Medusae is the work of artist Dorothy Cross (who set the luminescent Ghost Ship afloat in Dún Laoghaire Harbour a few years ago) and her marine biologist brother, Tom, Professor of Zoology at NUI, Cork. Together, they have spent three years exploring the life, dreams and accomplishments of an extraordinary amateur naturalist. Their radio programme about her, Jellyfish, was broadcast on BBC Radio 3, and the first part of Medusae, called Come Into The Garden Maude , was projected on to an outside wall of the Royal National Theatre in London. The Easter screening on Valentia brings their collaboration back to its source.
Maude's life is a striking cameo of the Victorian Protestant subculture in Ireland and its enthusiasm for the study of nature. She was born at Templecrone, Co Donegal, in 1866, as the seventh of 10 children of a Church of Ireland rector, Alexander Delap, himself a keen naturalist.
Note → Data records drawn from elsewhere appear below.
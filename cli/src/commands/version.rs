//! Version command

/// Run the version command.
pub fn run(json: bool, quiet: bool) {
    let version = env!("CARGO_PKG_VERSION");

    if json {
        println!(r#"{{"version":"{version}"}}"#);
    } else if !quiet {
        println!("gecos-assistant {version}");
    }
}
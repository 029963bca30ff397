use serde::{Deserialize, Serialize};

/// Autoconfiguration document served by the Control Center at `/auth/config/`.
///
/// Only the `chef` section is consumed; everything else the server sends
/// (NTP, users, software sources, ...) is ignored.
#[derive(Debug, Clone, Default, Serialize, Deserialize, PartialEq, Eq)]
pub struct AutoConfigDocument {
    #[serde(default, skip_serializing_if = "Option::is_none")]
    pub chef: Option<ChefAutoConfig>,
}

/// `chef` section of the autoconfiguration document.
#[derive(Debug, Clone, Default, Serialize, Deserialize, PartialEq, Eq)]
pub struct ChefAutoConfig {
    #[serde(default, skip_serializing_if = "Option::is_none")]
    pub chef_server_uri: Option<String>,
    #[serde(default, skip_serializing_if = "Option::is_none")]
    pub chef_admin_name: Option<String>,
    /// Base64-encoded validation certificate (PEM).
    #[serde(default, skip_serializing_if = "Option::is_none")]
    pub chef_validation: Option<String>,
}

/// Server-provided values that override what the user typed.
#[derive(Debug, Clone, Default, PartialEq, Eq)]
pub struct RemoteAutoConfig {
    pub server_uri: Option<String>,
    pub admin_name: Option<String>,
    /// Base64-encoded validation certificate.
    pub validation_certificate: Option<String>,
}

impl RemoteAutoConfig {
    /// Returns `true` when the server supplied nothing usable.
    #[must_use]
    pub fn is_empty(&self) -> bool {
        self.server_uri.is_none() && self.admin_name.is_none() && self.validation_certificate.is_none()
    }
}

impl From<AutoConfigDocument> for RemoteAutoConfig {
    fn from(doc: AutoConfigDocument) -> Self {
        let chef = doc.chef.unwrap_or_default();
        let non_blank = |v: Option<String>| v.filter(|s| !s.trim().is_empty());
        Self {
            server_uri: non_blank(chef.chef_server_uri),
            admin_name: non_blank(chef.chef_admin_name),
            validation_certificate: non_blank(chef.chef_validation),
        }
    }
}

/// Response of `/computers/list/`.
#[derive(Debug, Clone, Default, Serialize, Deserialize)]
pub struct ComputerList {
    #[serde(default)]
    pub computers: Vec<ComputerEntry>,
}

#[derive(Debug, Clone, Serialize, Deserialize, PartialEq, Eq)]
pub struct ComputerEntry {
    pub name: String,
}

/// Single entry of the `ous` array returned by `/ou/gca/`.
#[derive(Debug, Clone, Serialize, Deserialize, PartialEq, Eq)]
pub struct OuEntry {
    #[serde(rename = "_id")]
    pub id: String,
    pub name: String,
    #[serde(default)]
    pub path: Option<String>,
}

/// Organizational unit as shown to the user: `(id, label)`.
#[derive(Debug, Clone, Serialize, Deserialize, PartialEq, Eq)]
pub struct OrganizationalUnit {
    pub id: String,
    pub label: String,
}

impl From<OuEntry> for OrganizationalUnit {
    fn from(entry: OuEntry) -> Self {
        let label = match entry.path.as_deref().map(str::trim) {
            Some(path) if !path.is_empty() => {
                format!("{}/{}", path.trim_end_matches('/'), entry.name)
            }
            _ => entry.name,
        };
        Self {
            id: entry.id,
            label,
        }
    }
}

/// Response of the register/unregister endpoints.
#[derive(Debug, Clone, Copy, Default, Serialize, Deserialize)]
pub struct OkResponse {
    #[serde(default)]
    pub ok: bool,
}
Appointed rector of Valentia in 1874 (a parish that included the lightkeepers of the Skelligs), he sailed the family's belongings down the coast in his own boat, while his wife, Anna Jane, and the children travelled overland. What little money there was went to educate the four boys, and Maude spent the rest of her life in the house at Reenellen, with two unmarried sisters.
The Delap family's early observations, sent to the Irish Naturalist, helped to attract to the island, in 1895, a team of English marine scientists. As a contribution to their study, Maude and her sister Constance rowed a currach beneath the high cliffs, trawling for plankton species with a fine net.
She also fell in love with one of the young biologists (unrequitedly, as it turned out, but they corresponded for 40 years and she sent him wild violets on his birthdays).
Maude continued to dispatch specimens to the Natural History Museum in Dublin, including strange fish caught by trawlers, a new species of sea anemone and the skull of the rare True's beaked whale that she had rotted down in her asparagus bed. But her real contribution to marine biology arrived when she began breeding jellyfish in bubbling belljars of sea-water in the rectory, in a room that soon took on the distinctive smell of low tide.
By rearing mature jellyfish from their "infant" stages as hydra fixed to the sea-bed or as planktonic larvae, she was able to show for several species which young form belonged to which adult, free-swimming medusa - a considerable contribution for its time.
The slow conjuring of full-grown jellyfish (compass, moon jellies, the wonderful blue Cyanea lamarcki ) from tiny eggs, blobs or planktonic whirligigs has inspired Dorothy Cross's dreamlike video sequences, in which fragments of Maude Delap's life drift and dissolve like the medusae themselves.
Her fascination, as an artist, with the mysteries of Maude Delap's life interweaves with her brother's exploration of the living mechanics of jellyfish, in particular the deadly tropical species Chironex fleckeri, or box jellyfish.
Tom and Dorothy made two trips to North Queensland, Australia, for fieldwork and filming of the species. In the past century, its toxic sting has killed three times as many Australians as have died from shark attack, and Tom Cross's portrait of the beast as a sharp-eyed predator, using its transparency as an effective camouflage, does much to upset my image of jellyfish as indifferent drifters.
Maude Delap, a heroine at the margins of Irish cultural history, waits for a TV docu-drama. That long-shot of the sisters rowing beneath the cliffs; her face like a mermaid's among the bell jars; Maude picking violets for Mr Browne's birthday and then, near the end, selling arum lilies from the rectory garden to add to the tiny honorarium from the Natural History Museum.